Entre las series fotográficas más representativas del mexicano se encuentra De parajes sin futuro (1992), Vestigios del paraíso (1996) así como Breve crónica de luz (2006); su trabajo ha sido expuesto en diversas ciudades, como París, Nueva York, Washington, Madrid, Bogotá, Lima y Buenos Aires, por mencionar algunas.
Desde sus inicios como fotógrafo, De Stéfano ha atendido su curiosidad y necesidad de contar historias, reflexionar sobre el entorno, las condiciones de aridez y los diversos paisajes que la naturaleza ofrece para hacer una intervención visual. Originario de Coahuila, región en su mayoría desértica, Alfredo ha encontrado en esta periferia un escenario ideal para representar este aislamiento que se relaciona muy bien con la cuarentena por la que atravesamos.
En diversas entrevistas, De Stéfano ha afirmado que su pasión es el paisaje y específicamente el desierto, panorama que ha recorrido en diversas ocasiones para fotografiarlo, sin embargo, encontrar un lenguaje óptimo en medio del desierto ha sido un camino complicado.
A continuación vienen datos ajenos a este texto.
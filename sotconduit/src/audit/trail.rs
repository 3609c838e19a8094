//! インメモリ監査トレイル
//!
//! Records every open/close (or every flushed entry when used as an
//! [`AuditTrailSink`]) in arrival order. Useful as a reference broker and in
//! tests.

use async_trait::async_trait;
use std::sync::atomic::{AtomicBool, Ordering};
use std::sync::Arc;
use tokio::sync::RwLock;
use uuid::Uuid;

use sotconduit_common::protocol::WorkUnit;
use sotconduit_common::types::ComponentIdentity;

use super::broker::{AuditBroker, AuditReceipt, AuditTrailEntry, TransactionPhase, TransactionRef};
use super::writer::AuditTrailSink;
use crate::error::BrokerError;

/// インメモリの監査トレイル
#[derive(Clone)]
pub struct InMemoryAuditTrail {
    entries: Arc<RwLock<Vec<AuditTrailEntry>>>,
    available: Arc<AtomicBool>,
}

impl Default for InMemoryAuditTrail {
    fn default() -> Self {
        Self {
            entries: Arc::new(RwLock::new(Vec::new())),
            available: Arc::new(AtomicBool::new(true)),
        }
    }
}

impl InMemoryAuditTrail {
    /// 新しいトレイルを作成
    pub fn new() -> Self {
        Self::default()
    }

    /// Toggle availability; an unavailable trail rejects every call
    pub fn set_available(&self, available: bool) {
        self.available.store(available, Ordering::SeqCst);
    }

    /// 記録済みエントリ（到着順）
    pub async fn entries(&self) -> Vec<AuditTrailEntry> {
        self.entries.read().await.clone()
    }

    /// 記録済みエントリ数
    pub async fn len(&self) -> usize {
        self.entries.read().await.len()
    }

    /// 空かどうか
    pub async fn is_empty(&self) -> bool {
        self.entries.read().await.is_empty()
    }

    /// Number of opening entries
    pub async fn open_count(&self) -> usize {
        self.count_phase(TransactionPhase::Open).await
    }

    /// Number of closing entries
    pub async fn close_count(&self) -> usize {
        self.count_phase(TransactionPhase::Close).await
    }

    /// Closing entries whose parent is `transaction_id`
    pub async fn closes_for(&self, transaction_id: Uuid) -> Vec<AuditTrailEntry> {
        self.entries
            .read()
            .await
            .iter()
            .filter(|e| e.parent_id == Some(transaction_id))
            .cloned()
            .collect()
    }

    async fn count_phase(&self, phase: TransactionPhase) -> usize {
        self.entries
            .read()
            .await
            .iter()
            .filter(|e| e.phase == phase)
            .count()
    }

    fn check_available(&self) -> Result<(), BrokerError> {
        if self.available.load(Ordering::SeqCst) {
            Ok(())
        } else {
            Err(BrokerError::Unavailable(
                "in-memory audit trail is offline".to_string(),
            ))
        }
    }

    async fn record(&self, entry: AuditTrailEntry) -> Result<AuditReceipt, BrokerError> {
        self.check_available()?;
        let receipt = entry.receipt();
        self.entries.write().await.push(entry);
        Ok(receipt)
    }
}

#[async_trait]
impl AuditBroker for InMemoryAuditTrail {
    async fn open(
        &self,
        identity: &ComponentIdentity,
        action_label: &str,
        work_unit: &WorkUnit,
    ) -> Result<AuditReceipt, BrokerError> {
        self.record(AuditTrailEntry::opening(identity, action_label, work_unit))
            .await
    }

    async fn close(
        &self,
        identity: &ComponentIdentity,
        action_label: &str,
        work_unit: &WorkUnit,
        parent: &TransactionRef,
    ) -> Result<AuditReceipt, BrokerError> {
        self.record(AuditTrailEntry::closing(
            identity,
            action_label,
            work_unit,
            parent,
        ))
        .await
    }
}

#[async_trait]
impl AuditTrailSink for InMemoryAuditTrail {
    async fn persist(&self, entries: Vec<AuditTrailEntry>) -> Result<(), BrokerError> {
        self.check_available()?;
        self.entries.write().await.extend(entries);
        Ok(())
    }
}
Su intervención inició con paisajes sin presencia humana, posteriormente convirtió al desierto en un escenario donde crea ciertas instalaciones que se aprecian en sus fotografías.
Lejos de encontrar desesperanza que, muchas veces es relacionado con el asilamiento o la soledad, el desierto es el lugar que considera su inmenso paraíso personal, y donde aborda la narrativa de su discurso sobre el vacío, la luz, la vida y la muerte, ahondando sobre lo efímero de nuestra existencia y la perdida de nuestros rastros.
Georges Duby, historiador francés del siglo XX expresaba que el paisaje se ha convertido en un objeto de estudio y, por tanto, en un documento que es importante fijar, al igual que un objeto descubierto en una excavación. Esta atención particular atiende las transformaciones del espacio dentro de una civilización, donde el paisaje es considerado como un valor y elemento de patrimonio fundamental y digno de un cuidado y representación nítida.
Los desiertos cuentan con una historia bastante peculiar, pues diversos antropólogos han explicado que los grupos de cazadores y recolectores recorrían los desiertos mexicanos y se apropiaban a través de circuitos hechos por sí mismos, el acceso a alimentos o recursos naturales esenciales para su vida diaria. En paralelo, representaban, contemplaban y vivían los paisajes del desierto como “paisajes rituales”.
Son sin duda, lugares en los que el vacío proyecta la falta de sustancia humana donde se encuentran ausencias que nos orillan a conectar con algo más que las personas, puede ser tierra, arena, piedras y cactus. Este esfuerzo, acaso, fue lo que generó que De Stéfano estableciera un recorrido sobre el terreno en busca de diferencias que nos produzcan nuevas formas de apreciación.
Se trata en sí de una apropiación, la cual se traduce en una resonancia de la tierra en el ser humano. Esta apropiación del espacio, puede generar un sentimiento de pertenencia que adquiere la forma de una relación de esencia afectiva, e incluso amorosa, con el territorio. En este caso el territorio se convierte en un espacio de identidad.